What makes English difficult?

01.06.2011

in Beyond the Basics

A student recently complained to me that English is difficult. “I’ve studied English for eight years,” she said, “and gotten good grades. Why can’t I use it any better?” What would you say to her? Is her problem English, or could it be something else?

Many people seem to think that English is difficult. They talk about it. Tweet about it. Blog about it. It seems to be an accepted fact. But is it true? And if it is, why?

If English is difficult, why?

If English is difficult, it’s often because we make it difficult. A simple comparison may help explain how it usually happens: Children’s toys often need to be assembled, or put together. And parents often spend hours – especially before Christmas – sitting on the floor or at a table surrounded by pieces of toys. They try their best to follow the instructions for assembling and using the toy. Parents work hard, sometimes desperately, to “get it right” before their children get up early the next morning to play with their new toys.

Many people try to learn English the same way. They reduce English to pieces and instructions, or rules. For them, learning English means memorizing the pieces and rules. And using English becomes a process of trying to remember the pieces and using the rules to correctly assemble them, to “get it right.”

You might ask, “What’s wrong with that?” Timothy Gallwey, well-known writer of the Inner Game books helps answer your question:

Any system of instruction [and learning] should be built upon the best possible understanding of natural learning, the learning process we were born with. The less instruction interferes with the process of learning built into our DNA, the more effective our progress is going to be.

In other words, we teach and learn best when we cooperate with our natural learning processes. This is certainly true with language.
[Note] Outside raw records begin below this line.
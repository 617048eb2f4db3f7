use crate::backtest::fingerprint::Fingerprint;
use crate::backtest::model::{ArtifactStatus, BacktestArtifact, ParamValue};
use crate::linkage::{Link, ScreenSession};
use crate::storage::entity::{backtest_artifact, screen_link};
use crate::storage::repository::{ArtifactRepository, LinkRepository, SessionRepository};
use async_trait::async_trait;
use chrono::{DateTime, NaiveDate, Utc};
use sea_orm::{DatabaseConnection, Set};
use std::collections::{BTreeMap, BTreeSet};
use std::sync::Arc;

const DATE_FMT: &str = "%Y-%m-%d";

#[derive(thiserror::Error, Debug)]
pub enum StoreError {
    #[error("database error: {0}")]
    Db(#[from] sea_orm::DbErr),
    #[error("corrupt record: {0}")]
    Corrupt(String),
}

/// 持久化协作方：产物与关联记录的归属者
///
/// 唯一性由存储层保证：每个指纹一个产物；每个 (session, symbol, date) 一条关联。
#[async_trait]
pub trait ResultStore: Send + Sync {
    async fn find_artifact(
        &self,
        fingerprint: &Fingerprint,
    ) -> Result<Option<BacktestArtifact>, StoreError>;

    /// 写入产物；若该指纹已存在产物，返回已存在的那一份
    async fn save_artifact(
        &self,
        artifact: &BacktestArtifact,
    ) -> Result<BacktestArtifact, StoreError>;

    /// 幂等写入关联，返回 true 表示新建
    async fn insert_link(&self, link: &Link) -> Result<bool, StoreError>;

    async fn find_link(
        &self,
        session_id: &str,
        symbol: &str,
        data_date: NaiveDate,
    ) -> Result<Option<Link>, StoreError>;

    async fn linked_symbols(
        &self,
        session_id: &str,
        data_date: NaiveDate,
    ) -> Result<BTreeSet<String>, StoreError>;

    /// 记录一次会话运行，返回 true 表示首次记录
    async fn record_session(&self, session: &ScreenSession) -> Result<bool, StoreError>;
}

/// 基于 sea-orm/SQLite 的实现
#[derive(Clone)]
pub struct SqlResultStore {
    db: Arc<DatabaseConnection>,
}

impl SqlResultStore {
    pub fn new(db: Arc<DatabaseConnection>) -> Self {
        Self { db }
    }

    pub fn connection(&self) -> &DatabaseConnection {
        self.db.as_ref()
    }
}

fn parse_date(raw: &str) -> Result<NaiveDate, StoreError> {
    NaiveDate::parse_from_str(raw, DATE_FMT)
        .map_err(|e| StoreError::Corrupt(format!("bad date {:?}: {}", raw, e)))
}

fn from_timestamp(secs: i64) -> Result<DateTime<Utc>, StoreError> {
    DateTime::from_timestamp(secs, 0)
        .ok_or_else(|| StoreError::Corrupt(format!("bad timestamp {}", secs)))
}

fn artifact_from_model(m: backtest_artifact::Model) -> Result<BacktestArtifact, StoreError> {
    let fingerprint = Fingerprint::from_hex(&m.fingerprint)
        .ok_or_else(|| StoreError::Corrupt(format!("bad fingerprint {:?}", m.fingerprint)))?;
    let parameters: BTreeMap<String, ParamValue> = serde_json::from_str(&m.parameters_json)
        .map_err(|e| StoreError::Corrupt(format!("parameters_json: {}", e)))?;
    let statistics = serde_json::from_str(&m.statistics_json)
        .map_err(|e| StoreError::Corrupt(format!("statistics_json: {}", e)))?;
    let trades = serde_json::from_str(&m.trades_json)
        .map_err(|e| StoreError::Corrupt(format!("trades_json: {}", e)))?;

    Ok(BacktestArtifact {
        backtest_id: m.backtest_id,
        fingerprint,
        symbol: m.symbol,
        strategy_name: m.strategy_name,
        start_date: parse_date(&m.start_date)?,
        end_date: parse_date(&m.end_date)?,
        resolution: m.resolution,
        parameters,
        statistics,
        trades,
        result_path: m.result_path,
        created_at: from_timestamp(m.created_at)?,
        status: ArtifactStatus::Completed,
    })
}

fn artifact_to_active(a: &BacktestArtifact) -> Result<backtest_artifact::ActiveModel, StoreError> {
    let encode = |v: serde_json::Result<String>| v.map_err(|e| StoreError::Corrupt(e.to_string()));
    Ok(backtest_artifact::ActiveModel {
        fingerprint: Set(a.fingerprint.as_str().to_string()),
        backtest_id: Set(a.backtest_id.clone()),
        symbol: Set(a.symbol.clone()),
        strategy_name: Set(a.strategy_name.clone()),
        start_date: Set(a.start_date.format(DATE_FMT).to_string()),
        end_date: Set(a.end_date.format(DATE_FMT).to_string()),
        resolution: Set(a.resolution.clone()),
        parameters_json: Set(encode(serde_json::to_string(&a.parameters))?),
        statistics_json: Set(encode(serde_json::to_string(&a.statistics))?),
        trades_json: Set(encode(serde_json::to_string(&a.trades))?),
        trade_count: Set(a.trades.len() as i32),
        result_path: Set(a.result_path.clone()),
        status: Set(a.status.as_str().to_string()),
        created_at: Set(a.created_at.timestamp()),
    })
}

fn link_from_model(m: screen_link::Model) -> Result<Link, StoreError> {
    Ok(Link {
        session_id: m.session_id,
        symbol: m.symbol,
        data_date: parse_date(&m.data_date)?,
        backtest_id: m.backtest_id,
        parameter_combination_id: m.parameter_combination_id,
        created_at: from_timestamp(m.created_at)?,
    })
}

#[async_trait]
impl ResultStore for SqlResultStore {
    async fn find_artifact(
        &self,
        fingerprint: &Fingerprint,
    ) -> Result<Option<BacktestArtifact>, StoreError> {
        ArtifactRepository::find_by_fingerprint(&self.db, fingerprint.as_str())
            .await?
            .map(artifact_from_model)
            .transpose()
    }

    async fn save_artifact(
        &self,
        artifact: &BacktestArtifact,
    ) -> Result<BacktestArtifact, StoreError> {
        let inserted =
            ArtifactRepository::insert_or_ignore(&self.db, artifact_to_active(artifact)?).await?;
        if inserted {
            return Ok(artifact.clone());
        }
        // 指纹已有产物：以先写入者为准
        self.find_artifact(&artifact.fingerprint)
            .await?
            .ok_or_else(|| {
                StoreError::Corrupt(format!(
                    "artifact {} conflicted but cannot be read back",
                    artifact.fingerprint
                ))
            })
    }

    async fn insert_link(&self, link: &Link) -> Result<bool, StoreError> {
        let model = screen_link::ActiveModel {
            session_id: Set(link.session_id.clone()),
            symbol: Set(link.symbol.clone()),
            data_date: Set(link.data_date.format(DATE_FMT).to_string()),
            backtest_id: Set(link.backtest_id.clone()),
            parameter_combination_id: Set(link.parameter_combination_id.clone()),
            created_at: Set(link.created_at.timestamp()),
            ..Default::default()
        };
        Ok(LinkRepository::insert_or_ignore(&self.db, model).await?)
    }

    async fn find_link(
        &self,
        session_id: &str,
        symbol: &str,
        data_date: NaiveDate,
    ) -> Result<Option<Link>, StoreError> {
        let date = data_date.format(DATE_FMT).to_string();
        LinkRepository::find(&self.db, session_id, symbol, &date)
            .await?
            .map(link_from_model)
            .transpose()
    }

    async fn linked_symbols(
        &self,
        session_id: &str,
        data_date: NaiveDate,
    ) -> Result<BTreeSet<String>, StoreError> {
        let date = data_date.format(DATE_FMT).to_string();
        let rows = LinkRepository::list_for_session(&self.db, session_id, &date).await?;
        Ok(rows.into_iter().map(|m| m.symbol).collect())
    }

    async fn record_session(&self, session: &ScreenSession) -> Result<bool, StoreError> {
        let date = session.data_date.format(DATE_FMT).to_string();
        Ok(SessionRepository::record_run(
            &self.db,
            &session.session_id,
            &date,
            &session.parameter_combination_id,
        )
        .await?)
    }
}
//! 回测请求指纹
//!
//! 指纹 = blake3(规范化序列化)。规范化规则：
//! - 参数按键排序，键名去除首尾空白
//! - 标的代码去空白并转大写
//! - 整数值浮点数按整数输出（`5.0` -> `5`），`-0.0` -> `0`
//! - 其它浮点数使用最短往返格式

use crate::backtest::model::{BacktestRequest, ParamValue};
use serde::{Deserialize, Serialize};
use std::collections::BTreeMap;
use std::fmt;

pub const FINGERPRINT_VERSION: &str = "BTFP_V1";

/// 2^53，超过该值的浮点数不再保证整数精度
const MAX_EXACT_INT: f64 = 9_007_199_254_740_992.0;

#[derive(Debug, Clone, PartialEq, Eq, Hash, PartialOrd, Ord, Serialize, Deserialize)]
#[serde(transparent)]
pub struct Fingerprint(String);

impl Fingerprint {
    pub fn of(request: &BacktestRequest) -> Self {
        let canonical = canonical_form(request);
        Self(blake3::hash(canonical.as_bytes()).to_hex().to_string())
    }

    /// 从持久化的十六进制字符串恢复，长度或字符不合法时返回 None
    pub fn from_hex(hex: &str) -> Option<Self> {
        if hex.len() == 64 && hex.chars().all(|c| c.is_ascii_hexdigit()) {
            Some(Self(hex.to_ascii_lowercase()))
        } else {
            None
        }
    }

    pub fn as_str(&self) -> &str {
        &self.0
    }

    pub fn short(&self) -> &str {
        &self.0[..12]
    }
}

impl fmt::Display for Fingerprint {
    fn fmt(&self, f: &mut fmt::Formatter<'_>) -> fmt::Result {
        f.write_str(&self.0)
    }
}

pub fn canonical_number(v: f64) -> String {
    if v.is_nan() {
        return "nan".to_string();
    }
    if v.is_infinite() {
        return if v > 0.0 { "inf" } else { "-inf" }.to_string();
    }
    if v == 0.0 {
        return "0".to_string();
    }
    if v.fract() == 0.0 && v.abs() < MAX_EXACT_INT {
        return format!("{}", v as i64);
    }
    format!("{}", v)
}

fn canonical_value(v: &ParamValue) -> String {
    match v {
        ParamValue::Bool(b) => format!("b:{}", b),
        ParamValue::Int(i) => format!("n:{}", i),
        ParamValue::Float(f) => format!("n:{}", canonical_number(*f)),
        ParamValue::Text(s) => format!("s:{}", quote(s)),
    }
}

fn quote(s: &str) -> String {
    serde_json::Value::String(s.to_string()).to_string()
}

/// 规范化序列化（指纹输入）
pub fn canonical_form(request: &BacktestRequest) -> String {
    let params: BTreeMap<String, String> = request
        .parameters
        .iter()
        .map(|(k, v)| (k.trim().to_string(), canonical_value(v)))
        .collect();

    let mut out = String::new();
    out.push_str(FINGERPRINT_VERSION);
    out.push('\n');
    out.push_str(&format!("symbol={}\n", quote(&request.normalized_symbol())));
    out.push_str(&format!("strategy={}\n", quote(request.strategy_name.trim())));
    out.push_str(&format!("start={}\n", request.start_date.format("%Y-%m-%d")));
    out.push_str(&format!("end={}\n", request.end_date.format("%Y-%m-%d")));
    out.push_str(&format!(
        "resolution={}\n",
        quote(&request.resolution.trim().to_ascii_lowercase())
    ));
    for (k, v) in &params {
        out.push_str(&format!("param.{}={}\n", quote(k), v));
    }
    out
}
If we don’t, we may experience the kind of frustration students often describe and make English – or any language – more difficult than it needs to be.

Is there a natural way to acquire English?

Is there something better than pieces and rules for language learning? Is there an approach to language development that takes advantage of our natural learning processes? Happily, the answer is “yes.”

Dr. Lucy Tse describes two components, or ingredients, for developing and maintaining language ability: (1) comprehensible input and (2) “club” or group membership. Both of these components are active – naturally – when we acquire our first language, and we can use them again when we want to acquire a new language.

Comprehensible input is understandable written or spoken input in the language you want to acquire, such as English. You acquire new language when you receive comprehensible input that includes elements of the language that you haven’t acquired yet.

Dr. Tse describes scientific research that shows that language learners who read and listen more do better than those who don’t. It also shows that written input – reading – results in more vocabulary knowledge and better grammar, reading comprehension, writing ability, spelling, and even speaking and listening.

The research also tells us that there is a psychological aspect to language development. You acquire language more easily when you are not worried or nervous about it. And when you believe that it will happen, or even better, that it is happening.

Club or group membership means thinking of yourself as a member of the world-wide family of English users. If you identify with other English users and think of yourself as becoming one of them, you are more likely to develop English ability.

Try it!

If you’ve been frustrated by the “pieces and rules” approach to language development, I encourage you to try the natural approach Dr. Tse describes:

  • Read and listen to as much comprehensible input as possible.
  • Relax and enjoy the process; believe that you, too, can become an English user.
  • Join the club; when you do, we’ll gladly welcome you!

If you want to learn more about the natural way to acquire English, take a few minutes to look at these articles:

Warren Ediger

References: Chomsky (1996) Silent Children, New Language; Gallwey (2008) The Inner Game of Tennis; Terrell & Krashen (1998) The Natural Approach: Language acquisition in the classroom; Tse (1998)  Ethnic Identify Formation and Its Implications for Heritage Language Development.

Sanaz January 8, 2011

Dear Warren,
I completely agree with you. I think … we should accept and trust the natural way. Be aware of aquiring English in natural, effective way still takes time. It is not a pharmaceutical product to take or use in order to treat our ailments in several days or weeks.

In the past, I didn’t know that I can enjoy learning English. Although reaching every goal has its own difficulties, I’ve learned to enjoy the process of acquiring English by your advice.

Many thanks!

Nele January 9, 2011

Sometimes I look on your page. It gives me hope, that I will learn english. Step by step. I read and I listen (ESL Podcast) as much as possible, the last half year. And now, I can feel a little bit that I learn, that it comes better.

Now it´s a new year, with new aims: I write my first comment.

Thank you very much for your helpful website.